As it is the very last day of April, hence, the last day of National Poetry Writing Month, I kind of wanted to go out with a bang–to do something ambitious. That’s the worst way, FYI, to begin a writing thing. “Today I am going to do something great” is a path to abject failure. In reality, I let the morning go by feeling a total lack of ambition toward greatness and a bit of resistance welling up against any kind of writing whatsoever. I looked again at today’s prompt from Napowrimo to write a “cento.” You may well ask, what’s a “cento”? From the Academy of American Poets website: “a cento, from the Latin word for ‘patchwork,’ is a poetic form composed entirely of lines from poems by other poets. Okay. I’m in. I’m stealing from a gaggle of modernist poets found in a collection at the Poetry Foundation website. Turned out to be more “ambitious” than I anticipated.
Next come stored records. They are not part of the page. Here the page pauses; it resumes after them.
use super::*;

pub const KNOWN_PARAMS: [&str; 7] = [
    "adjacency_db",
    "per_file_cap",
    "w_bm25",
    "w_path",
    "w_short",
    "w_title",
    "w_vec",
];

#[derive(Debug, Clone, Copy, PartialEq, Serialize, Deserialize)]
#[serde(untagged)]
pub enum GridValue {
    Bool(bool),
    Number(f64),
}

impl GridValue {
    fn parse(raw: &str) -> Result<Self> {
        let raw = raw.trim();
        if raw.eq_ignore_ascii_case("true") {
            return Ok(Self::Bool(true));
        }
        if raw.eq_ignore_ascii_case("false") {
            return Ok(Self::Bool(false));
        }
        raw.parse::<f64>()
            .map(Self::Number)
            .with_context(|| format!("invalid grid value `{raw}`"))
    }
}

impl fmt::Display for GridValue {
    fn fmt(&self, f: &mut fmt::Formatter<'_>) -> fmt::Result {
        match self {
            Self::Bool(value) => write!(f, "{value}"),
            Self::Number(value) => write!(f, "{value}"),
        }
    }
}

/// Parameter name -> candidate values. Names are kept sorted, values keep
/// the order they were given in.
#[derive(Debug, Clone, Default, PartialEq, Serialize)]
pub struct Grid {
    params: BTreeMap<String, Vec<GridValue>>,
}

impl Grid {
    pub fn from_map(params: BTreeMap<String, Vec<GridValue>>) -> Result<Self> {
        if params.is_empty() {
            bail!("grid defines no parameters");
        }

        for (name, values) in &params {
            if values.is_empty() {
                bail!("grid parameter `{name}` has no values");
            }
            let mut scratch = WeightPatch::default();
            for value in values {
                assign(&mut scratch, name, *value)?;
            }
        }
        Ok(Self { params })
    }

    /// YAML or JSON mapping of parameter name to value list.
    pub fn parse_document(raw: &str) -> Result<Self> {
        let params = serde_yaml::from_str::<BTreeMap<String, Vec<GridValue>>>(raw)
            .context("failed to parse grid document")?;
        Self::from_map(params)
    }

    pub fn load(path: &Path) -> Result<Self> {
        let raw = fs::read_to_string(path)
            .with_context(|| format!("failed to read grid file {}", path.display()))?;
        Self::parse_document(&raw).with_context(|| format!("invalid grid file {}", path.display()))
    }

    /// `name=v1,v2,...` specs; repeated names append values.
    pub fn parse_params(specs: &[String]) -> Result<Self> {
        let mut params = BTreeMap::<String, Vec<GridValue>>::new();
        for spec in specs {
            let Some((name, values)) = spec.split_once('=') else {
                bail!("grid parameter `{spec}` must look like name=v1,v2");
            };
            let parsed = values
                .split(',')
                .filter(|value| !value.trim().is_empty())
                .map(GridValue::parse)
                .collect::<Result<Vec<GridValue>>>()
                .with_context(|| format!("invalid values for grid parameter `{}`", name.trim()))?;
            params.entry(name.trim().to_string()).or_default().extend(parsed);
        }
        Self::from_map(params)
    }

    pub fn params(&self) -> &BTreeMap<String, Vec<GridValue>> {
        &self.params
    }

    /// Number of combinations in the Cartesian product.
    pub fn len(&self) -> usize {
        if self.params.is_empty() {
            return 0;
        }
        self.params.values().map(Vec::len).product()
    }

    pub fn is_empty(&self) -> bool {
        self.len() == 0
    }

    /// Cartesian product in odometer order: the last parameter name varies
    /// fastest.
    pub fn combinations(&self) -> Result<Vec<WeightPatch>> {
        let mut combos = vec![WeightPatch::default()];
        for (name, values) in &self.params {
            let mut next = Vec::<WeightPatch>::with_capacity(combos.len() * values.len());
            for combo in &combos {
                for value in values {
                    let mut patch = combo.clone();
                    assign(&mut patch, name, *value)?;
                    next.push(patch);
                }
            }
            combos = next;
        }
        Ok(combos)
    }
}

fn assign(patch: &mut WeightPatch, name: &str, value: GridValue) -> Result<()> {
    match (name, value) {
        ("adjacency_db", GridValue::Bool(flag)) => patch.adjacency_db = Some(flag),
        ("adjacency_db", GridValue::Number(_)) => {
            bail!("grid parameter `adjacency_db` takes true/false, got {value}")
        }
        ("per_file_cap", GridValue::Number(number)) => {
            if number.fract() != 0.0 || number < 1.0 || number > f64::from(u32::MAX) {
                bail!("grid parameter `per_file_cap` must be a positive integer, got {value}");
            }
            patch.per_file_cap = Some(number as u32);
        }
        (weight, GridValue::Number(number)) if KNOWN_PARAMS.contains(&weight) => {
            if !number.is_finite() || number < 0.0 {
                bail!("grid parameter `{weight}` must be a non-negative number, got {value}");
            }
            let slot = match weight {
                "w_path" => &mut patch.w_path,
                "w_short" => &mut patch.w_short,
                "w_title" => &mut patch.w_title,
                "w_bm25" => &mut patch.w_bm25,
                _ => &mut patch.w_vec,
            };
            *slot = Some(number);
        }
        (known, GridValue::Bool(_)) if KNOWN_PARAMS.contains(&known) => {
            bail!("grid parameter `{known}` takes numbers, got {value}")
        }
        (unknown, _) => bail!(
            "unknown grid parameter `{unknown}` (expected one of {})",
            KNOWN_PARAMS.join(", ")
        ),
    }
    Ok(())
}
Win!
Human Nature: A Cento
Let us go then, you and I,
as freedom is a breakfastfood,
in long alleys
over a wide solitude.
It is human nature
to stand in the middle of a thing;
the imagination, the one reality
in this imagined world–[where]
the children learn to cipher and to sing.
For we can still love the world, who find
the ocean flowing backward,
heavy with shut-flower’s nightmares
as thought’s intricate polyphonic.
I was of three minds,
a kind in glass and a cousin.
Surely, the Second Coming is at hand.
As freedom is a breakfastfood
beneath the music from a farther room.